Codreanu was defeated rather early on, betrayed by both the corrupt monarchy and cowardly clergy who infested the symbolic institutions of Monarchy and Church that he stood for against the evils of democracy and atheism. Therein lies perhaps the most important lesson we can learn from Codreanu’s tragic life; be wary of the individuals and institutions which are whited sepulchers of identity and tradition: cowardly, conniving, and corrupt vipers in crowns and cassocks.
As James O’Meara accurately noted in his previous review, “The Death Team,” For My Legionaries isn’t necessarily the most straightforward or well-organized read. This is to be expected, as Codreanu was a street fighter and a leader of men rather than an academic. There was much lost on me in my first reading. Fortunately, Black House Publishing’s exhaustive inclusion of a Historical Background and an expanded Appendix which chronicles the man’s betrayal, murder, and legacy allowed me to understood what I was reading more fully this time around.
Even if you’ve already read it, the improvements and additions to the original are an excellent excuse to enjoy it again.
For My Legionaries has finally received the treatment it deserves. The hardcover illustration of Italian artist Guido Reni’s The Archangel Michael masterfully captures the romantic ideal of spiritual warfare at the heart of Codreanu’s life and work. While I’m eternally grateful to whoever bothered to translate and release the sketchy PDF I originally pirated, the typesetting, editing, and footnotes provided in this edition are up to the professional standard that this classic deserves.
Contextual photographs are peppered throughout this edition, breathing intimacy and life into this historical account of an exotic and distant time and place.

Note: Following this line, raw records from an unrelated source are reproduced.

//! Operations over finished automata.
//!
//! Every operation reads its inputs and returns a fresh automaton; inputs are
//! never mutated. Regular combinators (union, concatenation, repetition)
//! accept any automaton. Product and complement need deterministic inputs
//! and fail with [`Error::NotDeterministic`](crate::Error::NotDeterministic)
//! otherwise.

mod analysis;
mod combine;
mod complement;
mod product;
mod trim;

#[cfg(test)]
mod combine_tests;
#[cfg(test)]
mod product_tests;
#[cfg(test)]
mod trim_tests;

pub use analysis::{
    is_empty, is_empty_string, is_finite, is_total, same_language, shortest_example, subset_of,
};
pub use combine::{concatenate, optional, plus, repeat, repeat_with, star, union};
pub use complement::{complement, totalize};
pub use product::{intersection, intersection_with, minus, minus_with};
pub use trim::{reduce, trim};
//! Matcher for deterministic rangemata automata.
//!
//! Runs a compiled automaton over `&str` input: whole-string acceptance,
//! longest match at an offset, and a lazy scan for all matches.

pub mod engine;

pub use engine::{Matcher, Matches, NoopTracer, PrintTracer, RuntimeError, Tracer};
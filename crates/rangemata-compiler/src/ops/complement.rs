//! Completion and complement of deterministic automata.

use rangemata_core::{Automaton, Interval, MAX_SYMBOL, StateId, Symbol};

use super::trim;
use crate::{Error, Result};

/// Make every state total by routing missing symbols to a reject sink.
///
/// The sink is only added when some state is incomplete.
pub fn totalize(a: &Automaton) -> Result<Automaton> {
    if !a.is_deterministic() {
        return Err(Error::NotDeterministic);
    }

    let mut result = a.clone();
    let mut sink: Option<StateId> = None;
    for (id, state) in a.states() {
        let gaps = gaps(state.transitions().iter().map(|t| t.interval));
        if gaps.is_empty() {
            continue;
        }
        let target = *sink.get_or_insert_with(|| {
            let s = result.add_state(false);
            result.add_transition(s, Interval::full(), s);
            s
        });
        for gap in gaps {
            result.add_transition(id, gap, target);
        }
    }
    Ok(result)
}

/// Automaton accepting exactly the strings `a` rejects.
pub fn complement(a: &Automaton) -> Result<Automaton> {
    let mut total = totalize(a)?;
    for id in 0..total.len() as StateId {
        let accept = total.state(id).is_accept();
        total.set_accept(id, !accept);
    }
    let result = trim(&total);

    log::debug!(
        "complement: {} states -> {} states",
        a.len(),
        result.len()
    );
    Ok(result)
}

/// Sub-ranges of the alphabet covered by none of the sorted `intervals`.
fn gaps(intervals: impl Iterator<Item = Interval>) -> Vec<Interval> {
    let mut gaps = Vec::new();
    let mut next: u64 = 0;
    for interval in intervals {
        if interval.min as u64 > next {
            gaps.push(Interval::new(next as Symbol, interval.min - 1));
        }
        next = next.max(interval.max as u64 + 1);
    }
    if next <= MAX_SYMBOL as u64 {
        gaps.push(Interval::new(next as Symbol, MAX_SYMBOL));
    }
    gaps
}
#![cfg_attr(coverage_nightly, feature(coverage_attribute))]

//! Core data structures for rangemata.
//!
//! - **Intervals**: closed symbol ranges that label transitions
//! - **Automata**: an index-based state arena with status flags
//! - **Syntax trees**: the `Node` input handed over by a regex parser

mod automaton;
mod dump;
mod interval;
mod node;


pub use automaton::{Automaton, State, StateId, Transition};
pub use interval::{Interval, MAX_SYMBOL, MIN_SYMBOL, Symbol, boundaries, segments, write_symbol};
pub use node::Node;
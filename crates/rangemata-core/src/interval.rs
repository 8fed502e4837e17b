//! Alphabet symbols and closed symbol intervals.
//!
//! Transitions are labeled by intervals rather than single symbols so that
//! large alphabets (all of Unicode) stay tractable.

use std::fmt;

/// A Unicode scalar value as a plain integer.
///
/// Surrogates are representable but never produced by `&str` input.
pub type Symbol = u32;

/// Smallest symbol of the alphabet.
pub const MIN_SYMBOL: Symbol = 0;

/// Largest symbol of the alphabet (`char::MAX`).
pub const MAX_SYMBOL: Symbol = char::MAX as Symbol;

/// Closed interval `[min, max]` over the alphabet.
#[derive(Clone, Copy, Debug, PartialEq, Eq, PartialOrd, Ord, Hash)]
pub struct Interval {
    pub min: Symbol,
    pub max: Symbol,
}

impl Interval {
    /// Create an interval. Panics in debug builds if `min > max`.
    pub fn new(min: Symbol, max: Symbol) -> Self {
        debug_assert!(min <= max, "inverted interval {min:#x}..{max:#x}");
        Self { min, max }
    }

    /// Interval covering exactly one symbol.
    pub fn single(symbol: Symbol) -> Self {
        Self {
            min: symbol,
            max: symbol,
        }
    }

    /// Interval between two characters, `None` when `start > end`.
    pub fn from_chars(start: char, end: char) -> Option<Self> {
        (start <= end).then(|| Self::new(start as Symbol, end as Symbol))
    }

    /// The whole alphabet.
    pub fn full() -> Self {
        Self {
            min: MIN_SYMBOL,
            max: MAX_SYMBOL,
        }
    }

    pub fn contains(&self, symbol: Symbol) -> bool {
        self.min <= symbol && symbol <= self.max
    }

    pub fn overlaps(&self, other: &Interval) -> bool {
        self.min <= other.max && other.min <= self.max
    }

    /// Common part of two intervals.
    pub fn intersect(&self, other: &Interval) -> Option<Interval> {
        let min = self.min.max(other.min);
        let max = self.max.min(other.max);
        (min <= max).then_some(Interval { min, max })
    }

    /// True when `other` starts right after `self` ends.
    pub fn is_adjacent_to(&self, other: &Interval) -> bool {
        self.max < MAX_SYMBOL && self.max + 1 == other.min
    }

    /// Number of symbols covered.
    pub fn len(&self) -> u32 {
        self.max - self.min + 1
    }

    pub fn is_single(&self) -> bool {
        self.min == self.max
    }
}

impl fmt::Display for Interval {
    fn fmt(&self, f: &mut fmt::Formatter<'_>) -> fmt::Result {
        if self.is_single() {
            write_symbol(f, self.min)
        } else {
            write_symbol(f, self.min)?;
            f.write_str("-")?;
            write_symbol(f, self.max)
        }
    }
}

/// Render a symbol: printable ASCII as itself, anything else as `U+XXXX`.
pub fn write_symbol(w: &mut impl fmt::Write, symbol: Symbol) -> fmt::Result {
    match char::from_u32(symbol) {
        Some(c) if c.is_ascii_graphic() => w.write_char(c),
        _ => write!(w, "U+{symbol:04X}"),
    }
}

/// Split the alphabet into maximal sub-ranges on which every interval
/// in `intervals` is either fully present or fully absent.
///
/// Returns the sorted, deduplicated boundary points: each sub-range starts
/// at a point and ends right before the next one. A trailing point of
/// `MAX_SYMBOL + 1` closes the last sub-range.
pub fn boundaries<'a>(intervals: impl IntoIterator<Item = &'a Interval>) -> Vec<u64> {
    let mut points: Vec<u64> = Vec::new();
    for interval in intervals {
        points.push(interval.min as u64);
        points.push(interval.max as u64 + 1);
    }
    points.sort_unstable();
    points.dedup();
    points
}

/// Sub-ranges between consecutive boundary points.
pub fn segments(points: &[u64]) -> impl Iterator<Item = Interval> + '_ {
    points
        .windows(2)
        .map(|w| Interval::new(w[0] as Symbol, (w[1] - 1) as Symbol))
}
//! Binary format for rangemata automata.
//!
//! A module is a 64-byte header followed by the accept bitset, per-state
//! transition offsets, the transition table and an optional singleton
//! string. All integers are little-endian; sections are 4-byte aligned.

mod header;
mod module;


pub use header::{FLAG_DETERMINISTIC, FLAG_MINIMAL, FLAG_SINGLETON, Header};
pub use module::{ModuleError, decode, encode};

/// Magic bytes identifying an encoded automaton.
pub const MAGIC: [u8; 4] = *b"RGMA";

/// Current format version.
pub const VERSION: u32 = 1;

/// Header size in bytes.
pub const HEADER_SIZE: usize = 64;

/// Alignment of every body section.
pub const SECTION_ALIGN: usize = 4;

/// Bytes per transition record: min, max and target, each a `u32`.
pub const TRANSITION_SIZE: usize = 12;
//! Directory listing primitive consumed by the resolver.

use std::fs;
use std::io;
use std::path::Path;

/// Kind of a directory entry.
#[derive(Debug, Clone, Copy, PartialEq, Eq, Hash)]
pub enum EntryKind {
    File,
    Directory,
}

/// A single immediate entry of a directory.
#[derive(Debug, Clone, PartialEq, Eq)]
pub struct DirEntryInfo {
    pub name: String,
    pub kind: EntryKind,
}

impl DirEntryInfo {
    pub fn file(name: impl Into<String>) -> Self {
        Self {
            name: name.into(),
            kind: EntryKind::File,
        }
    }

    pub fn directory(name: impl Into<String>) -> Self {
        Self {
            name: name.into(),
            kind: EntryKind::Directory,
        }
    }
}

/// Host platform access needed for path resolution.
pub trait DirectoryListing {
    /// Enumerate the immediate entries of `dir` in enumeration order.
    ///
    /// Entries that are neither files nor directories are omitted.
    fn entries(&self, dir: &Path) -> io::Result<Vec<DirEntryInfo>>;

    /// Kind of the object at `path`, or `None` when nothing usable is there.
    fn kind_of(&self, path: &Path) -> Option<EntryKind>;
}

/// [`DirectoryListing`] backed by the real filesystem.
///
/// Symlinks are followed, so a link to a directory lists as a directory.
#[derive(Debug, Clone, Copy, Default)]
pub struct FsListing;

impl DirectoryListing for FsListing {
    fn entries(&self, dir: &Path) -> io::Result<Vec<DirEntryInfo>> {
        let mut found = Vec::new();

        for entry in fs::read_dir(dir)?.flatten() {
            // Names that are not valid UTF-8 can never equal a requested &str.
            let Ok(name) = entry.file_name().into_string() else {
                continue;
            };
            if let Some(kind) = self.kind_of(&entry.path()) {
                found.push(DirEntryInfo { name, kind });
            }
        }

        Ok(found)
    }

    fn kind_of(&self, path: &Path) -> Option<EntryKind> {
        let metadata = fs::metadata(path).ok()?;
        if metadata.is_dir() {
            Some(EntryKind::Directory)
        } else if metadata.is_file() {
            Some(EntryKind::File)
        } else {
            None
        }
    }
}

#[cfg(test)]
mod tests {
    use super::*;

    #[test]
    fn test_fs_listing_tags_kinds() {
        let dir = tempfile::tempdir().unwrap();
        fs::write(dir.path().join("intro.smk"), b"").unwrap();
        fs::create_dir(dir.path().join("Maps")).unwrap();

        let mut entries = FsListing.entries(dir.path()).unwrap();
        entries.sort_by(|a, b| a.name.cmp(&b.name));

        assert_eq!(
            entries,
            vec![DirEntryInfo::directory("Maps"), DirEntryInfo::file("intro.smk")]
        );
    }

    #[test]
    fn test_fs_listing_missing_directory() {
        let dir = tempfile::tempdir().unwrap();
        assert!(FsListing.entries(&dir.path().join("absent")).is_err());
        assert_eq!(FsListing.kind_of(&dir.path().join("absent")), None);
    }
}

New Right luminary Kerry Bolton‘s foreword, “A Martyr’s Life,” helps explain how distinct this man was from the other political actors of his day:
The Legionary lived as an ascetic warrior-monk, fasting three days a week, praying, practicing celibacy, and working freely for the people. If the Life of Christ was the figure by which the Legionary strived to emulate, so too his Martyrdom was readily accepted, and that was the culmination of the life of Codreanu.
Last week, while entertaining some New Right company, conversation turned to a familiar subject, the subject of “practical politics.” My friend insisted that we need to set our sights on embracing the more entrenched elements of Modernity like democracy, individualism, and secularism in pursuit of our identitarian objectives. I conceded that while there’s definitely the necessity of working within the institutions and systems we’re entangled in, my struggle for Identity is propelled by and a parcel part of an overarching struggle for a transcendent vision which is fundamentally anti-democratic, anti-individual, and integrally spiritual.
He grinned and accused me of being “LARPy.” I grinned even more widely, reached over to my coffee table, held up my crisp new copy of For My Legionaries, and replied, “No. I’m a Legionary.”